Despite the dearth of evidence that placebos are clinically effective, they have been heralded throughout medicine's history as a means to relieve symptoms and contribute to the well-being of patients. Centuries of anecdotal evidence and a general belief in the efficacy of placebos as treatments were given "scientific" status in 1955 with Henry K. Beecher's research on placebos1. However, Beecher's study and much of the subsequent research on placebo-controlled trials is limited by the fact that the primary comparison has been between the placebo and the trial therapy not between the placebo and no treatment at all. The problem with such a placebo-therapy design is that it cannot adequately distinguish a placebo effect from the natural fluctuations that often occur in the course of a patient's disease.

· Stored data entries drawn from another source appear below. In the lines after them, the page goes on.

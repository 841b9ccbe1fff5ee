//! Lexical scopes for variables, mixins and functions.
//!
//! Scopes form a parent chain from the innermost block to the global
//! scope. Scopes opened by control directives (`@if`, `@each`, `@for`,
//! `@while`) are *semi-global*: at the top level, assignments inside them
//! update existing global variables instead of shadowing them.

use std::cell::RefCell;
use std::collections::HashMap;
use std::rc::Rc;

use crate::ast::{AssignFlags, CallableDecl};
use crate::value::Value;

pub(crate) type ScopeRef = Rc<RefCell<Scope>>;

/// A mixin or function together with the scope it was defined in.
#[derive(Clone, Debug)]
pub(crate) struct Callable {
    pub decl: Rc<CallableDecl>,
    pub closure: ScopeRef,
}

#[derive(Debug, Default)]
pub(crate) struct Scope {
    vars: HashMap<String, Value>,
    mixins: HashMap<String, Callable>,
    functions: HashMap<String, Callable>,
    parent: Option<ScopeRef>,
    semi_global: bool,
}

/// `-` and `_` are interchangeable in Sass names.
pub(crate) fn normalize(name: &str) -> String {
    name.replace('_', "-")
}

impl Scope {
    pub fn global() -> ScopeRef {
        Rc::new(RefCell::new(Scope::default()))
    }

    pub fn child(parent: &ScopeRef, semi_global: bool) -> ScopeRef {
        Rc::new(RefCell::new(Scope {
            parent: Some(parent.clone()),
            semi_global,
            ..Scope::default()
        }))
    }
}

fn root_of(scope: &ScopeRef) -> ScopeRef {
    let mut current = scope.clone();
    loop {
        let parent = current.borrow().parent.clone();
        match parent {
            Some(parent) => current = parent,
            None => return current,
        }
    }
}

fn find<T>(scope: &ScopeRef, lookup: impl Fn(&Scope) -> Option<T>) -> Option<T> {
    let mut current = Some(scope.clone());
    while let Some(s) = current {
        let borrowed = s.borrow();
        if let Some(found) = lookup(&borrowed) {
            return Some(found);
        }
        current = borrowed.parent.clone();
    }
    None
}

pub(crate) fn get_var(scope: &ScopeRef, name: &str) -> Option<Value> {
    let key = normalize(name);
    find(scope, |s| s.vars.get(&key).cloned())
}

pub(crate) fn global_var_exists(scope: &ScopeRef, name: &str) -> bool {
    root_of(scope).borrow().vars.contains_key(&normalize(name))
}

/// Assigns a variable following `!global`/`!default` semantics.
pub(crate) fn set_var(scope: &ScopeRef, name: &str, value: Value, flags: AssignFlags) {
    let key = normalize(name);

    if flags.contains(AssignFlags::GLOBAL) {
        let root = root_of(scope);
        let mut root = root.borrow_mut();
        if flags.contains(AssignFlags::DEFAULT) && root.vars.get(&key).is_some_and(|v| !v.is_null()) {
            return;
        }
        root.vars.insert(key, value);
        return;
    }

    if flags.contains(AssignFlags::DEFAULT) && get_var(scope, name).is_some_and(|v| !v.is_null()) {
        return;
    }

    // Nearest non-global scope that already binds the name.
    let mut current = Some(scope.clone());
    let mut only_semi_global = true;
    while let Some(s) = current {
        let mut borrowed = s.borrow_mut();
        if borrowed.parent.is_none() {
            if only_semi_global && borrowed.vars.contains_key(&key) {
                borrowed.vars.insert(key, value);
                return;
            }
            break;
        }
        if let Some(slot) = borrowed.vars.get_mut(&key) {
            *slot = value;
            return;
        }
        only_semi_global &= borrowed.semi_global;
        current = borrowed.parent.clone();
    }
    scope.borrow_mut().vars.insert(key, value);
}

/// Binds a variable in exactly this scope (parameters, loop variables).
pub(crate) fn declare_var(scope: &ScopeRef, name: &str, value: Value) {
    scope.borrow_mut().vars.insert(normalize(name), value);
}

pub(crate) fn get_mixin(scope: &ScopeRef, name: &str) -> Option<Callable> {
    let key = normalize(name);
    find(scope, |s| s.mixins.get(&key).cloned())
}

pub(crate) fn set_mixin(scope: &ScopeRef, callable: Callable) {
    let key = normalize(&callable.decl.name);
    scope.borrow_mut().mixins.insert(key, callable);
}

pub(crate) fn get_function(scope: &ScopeRef, name: &str) -> Option<Callable> {
    let key = normalize(name);
    find(scope, |s| s.functions.get(&key).cloned())
}

pub(crate) fn set_function(scope: &ScopeRef, callable: Callable) {
    let key = normalize(&callable.decl.name);
    scope.borrow_mut().functions.insert(key, callable);
}

#[cfg(test)]
mod tests {
    use super::*;

    fn num(v: f64) -> Value {
        Value::number(v)
    }

    #[test]
    fn local_assignment_shadows_global() {
        let global = Scope::global();
        set_var(&global, "a", num(1.0), AssignFlags::empty());
        let rule = Scope::child(&global, false);
        set_var(&rule, "a", num(2.0), AssignFlags::empty());
        assert_eq!(get_var(&global, "a"), Some(num(1.0)));
        assert_eq!(get_var(&rule, "a"), Some(num(2.0)));
    }

    #[test]
    fn global_flag_writes_root() {
        let global = Scope::global();
        let rule = Scope::child(&global, false);
        set_var(&rule, "a", num(3.0), AssignFlags::GLOBAL);
        assert_eq!(get_var(&global, "a"), Some(num(3.0)));
    }

    #[test]
    fn default_only_assigns_unbound_or_null() {
        let global = Scope::global();
        set_var(&global, "a", num(1.0), AssignFlags::empty());
        set_var(&global, "a", num(2.0), AssignFlags::DEFAULT);
        assert_eq!(get_var(&global, "a"), Some(num(1.0)));
        set_var(&global, "b", Value::Null, AssignFlags::empty());
        set_var(&global, "b", num(2.0), AssignFlags::DEFAULT);
        assert_eq!(get_var(&global, "b"), Some(num(2.0)));
    }

    #[test]
    fn control_flow_scope_updates_global() {
        let global = Scope::global();
        set_var(&global, "a", num(1.0), AssignFlags::empty());
        let each = Scope::child(&global, true);
        set_var(&each, "a", num(2.0), AssignFlags::empty());
        assert_eq!(get_var(&global, "a"), Some(num(2.0)));
    }

    #[test]
    fn enclosing_local_is_updated() {
        let global = Scope::global();
        let mixin = Scope::child(&global, false);
        declare_var(&mixin, "x", num(1.0));
        let branch = Scope::child(&mixin, true);
        set_var(&branch, "x", num(5.0), AssignFlags::empty());
        assert_eq!(get_var(&mixin, "x"), Some(num(5.0)));
    }

    #[test]
    fn underscores_and_hyphens_are_equivalent() {
        let global = Scope::global();
        set_var(&global, "my_var", num(1.0), AssignFlags::empty());
        assert_eq!(get_var(&global, "my-var"), Some(num(1.0)));
    }
}
//! The flattened CSS tree produced by evaluation and consumed by the
//! emitter.
//!
//! Nodes live in one arena; containers (the root list and block at-rules
//! such as `@media`) refer to their children by [`NodeId`]. Rules never
//! contain other rules: nesting has already been resolved into full
//! selectors, and `depth` only records the source nesting level used by
//! the nested output style.

use crate::lexer::Position;
use crate::selector::SelectorList;
use crate::value::Value;

pub(crate) type NodeId = usize;

/// Origin of an emitted construct, for source maps and source comments.
#[derive(Clone, Copy, Debug, PartialEq, Eq)]
pub(crate) struct Span {
    /// Index into [`CssTree::sources`].
    pub source: usize,
    pub pos: Position,
}

#[derive(Clone, Debug)]
pub(crate) struct Declaration {
    pub property: String,
    pub value: Value,
    pub important: bool,
    pub span: Span,
}

#[derive(Clone, Debug)]
pub(crate) enum RuleItem {
    Declaration(Declaration),
    Comment(String),
}

#[derive(Clone, Debug)]
pub(crate) enum CssNode {
    Rule {
        selectors: SelectorList,
        items: Vec<RuleItem>,
        depth: usize,
        span: Span,
    },
    /// A block at-rule: `@media`, `@supports`, `@keyframes`, `@font-face`...
    Block {
        name: String,
        params: String,
        children: Vec<NodeId>,
        items: Vec<RuleItem>,
        depth: usize,
        span: Span,
    },
    /// A body-less at-rule such as `@import url(a.css)`.
    Directive {
        name: String,
        params: String,
        depth: usize,
        span: Span,
    },
    Comment {
        text: String,
        depth: usize,
        span: Span,
    },
}

#[derive(Debug, Default)]
pub(crate) struct CssTree {
    pub nodes: Vec<CssNode>,
    pub root: Vec<NodeId>,
    /// Identifiers of every unit that contributed output.
    pub sources: Vec<String>,
    /// Source text of each entry of `sources`.
    pub source_texts: Vec<String>,
}

impl CssTree {
    pub fn add_source(&mut self, path: &str, text: &str) -> usize {
        if let Some(idx) = self.sources.iter().position(|s| s == path) {
            return idx;
        }
        self.sources.push(path.to_string());
        self.source_texts.push(text.to_string());
        self.sources.len() - 1
    }

    /// Appends `node` to `container`, or to the root list.
    pub fn push(&mut self, container: Option<NodeId>, node: CssNode) -> NodeId {
        let id = self.nodes.len();
        self.nodes.push(node);
        match container.and_then(|c| self.nodes.get_mut(c)) {
            Some(CssNode::Block { children, .. }) => children.push(id),
            _ => self.root.push(id),
        }
        id
    }

    /// Appends an item to a rule or block at-rule.
    pub fn push_item(&mut self, target: NodeId, item: RuleItem) {
        match self.nodes.get_mut(target) {
            Some(CssNode::Rule { items, .. }) | Some(CssNode::Block { items, .. }) => {
                items.push(item)
            }
            _ => {}
        }
    }

    pub fn children(&self, container: Option<NodeId>) -> &[NodeId] {
        match container.and_then(|c| self.nodes.get(c)) {
            Some(CssNode::Block { children, .. }) => children,
            _ => &self.root,
        }
    }
}

#[cfg(test)]
mod tests {
    use super::*;

    #[test]
    fn push_into_block_and_root() {
        let mut tree = CssTree::default();
        let span = Span {
            source: tree.add_source("stdin", ""),
            pos: Position::START,
        };
        let media = tree.push(
            None,
            CssNode::Block {
                name: "media".into(),
                params: "screen".into(),
                children: Vec::new(),
                items: Vec::new(),
                depth: 0,
                span,
            },
        );
        let rule = tree.push(
            Some(media),
            CssNode::Rule {
                selectors: SelectorList::parse("a"),
                items: Vec::new(),
                depth: 1,
                span,
            },
        );
        assert_eq!(tree.root, vec![media]);
        assert_eq!(tree.children(Some(media)), &[rule]);
        assert_eq!(tree.add_source("stdin", ""), 0);
    }
}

In "Is the Placebo Powerless? An Analysis of Clinical Trials Comparing Placebos with No Treatment," Asbjørn Hróbjatsson and Peter Gøtzsche circumvent the limitations of the placebo-therapy design by conducting a systematic review of 130 clinical trials in which approximately 7,500 patients with 40 different clinical conditions were randomly assigned to either placebo or no treatment and evaluated in terms of binary outcomes and continuous outcomes, objective and subjective. With the exception of some small subjective effects on the reduction of pain, the authors report that they found very little evidence of placebos having powerful clinical effects. They conclude that outside clinical trials, there is no justification for the use of placebos.

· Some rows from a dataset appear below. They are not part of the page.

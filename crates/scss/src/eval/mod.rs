//! Evaluation of a parsed stylesheet into a flat [`CssTree`].
//!
//! The evaluator walks the statement tree of the root unit with a chain of
//! [`scope`]s, evaluates expressions into [`Value`]s, expands mixins and
//! control directives, resolves `@import`s lazily through the
//! [`Resolver`] and flattens nested rules into full selectors.
//!
//! Rule nodes are created when a rule is entered, before any of its
//! children, so a rule's own declarations are emitted ahead of its nested
//! rules. Block at-rules (`@media`, `@supports`, ...) are containers;
//! when one appears inside a rule, declarations inside it are wrapped in a
//! copy of the enclosing selector ("bubbling").

pub(crate) mod builtins;
pub(crate) mod scope;

use std::rc::Rc;

use log::{debug, trace, warn};

use crate::ast::{
    BinaryOp, CallArgs, ControlDirective, Expr, ImportTarget, InterpPart, Interpolation,
    MessageKind, Stmt, StmtKind,
};
use crate::css::{CssNode, CssTree, Declaration, NodeId, RuleItem, Span};
use crate::error::{CompileError, Result, ScssError};
use crate::importer::{CompilationUnit, ImportRecord, Resolution, Resolver};
use crate::lexer::Position;
use crate::selector::SelectorList;
use crate::value::{ListSeparator, Number, SassList, SassMap, SassString, Value, ops};

use builtins::{Args, BUILTINS};
use scope::{Callable, Scope, ScopeRef};

/// Output of a successful evaluation.
#[derive(Debug)]
pub(crate) struct Evaluation {
    pub tree: CssTree,
    pub includes: Vec<ImportRecord>,
}
//! Vertex/triangle transform stage
//!
//! Applies the fixed-point math primitives to model data: positions with
//! attached normals/colors/texture coordinates, face normals from winding
//! order, and camera-facing classification in view space.

mod triangle;
mod types;
mod vertex;

pub use triangle::*;
pub use types::*;
pub use vertex::*;
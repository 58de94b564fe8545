//! Frame timing driven by an injectable tick source
//!
//! The original engine reprogrammed the PC interval timer and counted
//! ticks in an interrupt handler. Here the counter is behind a trait so
//! the game loop can run on wall-clock time and tests on a scripted one.

use std::time::Instant;

/// Tick frequency the timing state assumes
pub const TICKS_PER_SEC: u64 = 1000;

/// Monotonically increasing tick counter
pub trait TickSource {
    fn ticks(&self) -> u64;
}

/// Wall-clock tick source at 1000 ticks per second
pub struct SystemClock {
    start: Instant,
}

impl SystemClock {
    pub fn new() -> Self {
        Self {
            start: Instant::now(),
        }
    }
}

impl Default for SystemClock {
    fn default() -> Self {
        Self::new()
    }
}

impl TickSource for SystemClock {
    fn ticks(&self) -> u64 {
        self.start.elapsed().as_millis() as u64
    }
}

/// Per-frame timing state for the main loop
#[derive(Debug, Clone, Copy)]
pub struct FrameTiming {
    /// Tick count sampled at the start of the current frame
    pub ticks: u64,
    /// Tick count sampled for the previous frame
    pub last_time: u64,
    /// Ticks elapsed between the last two samples
    pub delta_time: u64,
    /// Frames sampled so far
    pub frame_count: u64,
    /// Main loop control flag
    pub running: bool,
}

impl FrameTiming {
    pub fn new() -> Self {
        Self {
            ticks: 0,
            last_time: 0,
            delta_time: 0,
            frame_count: 0,
            running: true,
        }
    }

    /// Sample the tick source once per frame
    pub fn update(&mut self, source: &dyn TickSource) {
        self.ticks = source.ticks();
        self.delta_time = self.ticks.saturating_sub(self.last_time);
        self.last_time = self.ticks;
        self.frame_count += 1;
    }

    /// Ask the main loop to exit
    pub fn stop(&mut self) {
        self.running = false;
    }
}

impl Default for FrameTiming {
    fn default() -> Self {
        Self::new()
    }
}

#[cfg(test)]
mod tests {
    use super::*;
    use std::cell::Cell;

    struct ScriptedClock {
        now: Cell<u64>,
    }

    impl ScriptedClock {
        fn new() -> Self {
            Self { now: Cell::new(0) }
        }

        fn advance(&self, ticks: u64) {
            self.now.set(self.now.get() + ticks);
        }
    }

    impl TickSource for ScriptedClock {
        fn ticks(&self) -> u64 {
            self.now.get()
        }
    }

    #[test]
    fn test_update_tracks_delta() {
        let clock = ScriptedClock::new();
        let mut timing = FrameTiming::new();

        clock.advance(16);
        timing.update(&clock);
        assert_eq!(timing.ticks, 16);
        assert_eq!(timing.delta_time, 16);
        assert_eq!(timing.frame_count, 1);

        clock.advance(20);
        timing.update(&clock);
        assert_eq!(timing.delta_time, 20);
        assert_eq!(timing.frame_count, 2);
    }

    #[test]
    fn test_zero_elapsed_frame() {
        let clock = ScriptedClock::new();
        let mut timing = FrameTiming::new();
        timing.update(&clock);
        timing.update(&clock);
        assert_eq!(timing.delta_time, 0);
        assert_eq!(timing.frame_count, 2);
    }

    #[test]
    fn test_stop() {
        let mut timing = FrameTiming::new();
        assert!(timing.running);
        timing.stop();
        assert!(!timing.running);
    }

    #[test]
    fn test_system_clock_is_monotonic() {
        let clock = SystemClock::new();
        let a = clock.ticks();
        let b = clock.ticks();
        assert!(b >= a);
    }
}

In a companion editorial to the Hróbjatsson and Gøtzsche article, John Baillor argues that their conclusion may be too broad and hasty2. For one thing, some patients did report reductions in their experiences of pain with placebos. Second, there are both statistical and methodological doubts over the quality of some of the clinical trials included in Hróbjatsson and Gøtzsche's study. But Baillor mentions problems of his own concerning placebos—clinical and ethical problems. First, the use of placebos (versus no pill taking) could act as a regular reminder of a patient's illness. Rather than alleviating discomfort, placebos could increase patient discomfort. Second, placebos could mask symptoms and lead patients to not seek "real" treatments if they believe they are being treated. In both cases, the autonomy and well-being of patients could be undermined. Finally, placebos involve deception on the part of the physician that could deleteriously affect the physician-patient relationship.
Nevertheless Baillor leaves the door open for non-research placebo use. With the proviso that each and every clinical use of placebo demands justification, he concludes that their contribution to pain relief, particularly, "may merit their continued therapeutic use"2.
Questions for Discussion
- If we assume that placebos are sometimes clinically effective, can you think of circumstances in which (outside of clinical trials) their benefits for patients justify physician deception?
- If so, on what grounds would you justify the deception?
- Beecher HK. The powerful placebo. JAMA. 1955;159(17):1602-1606.
- Bailar JC. The powerful placebo and the wizard of oz. N Engl J Med. 2001;344(21):1630-1632.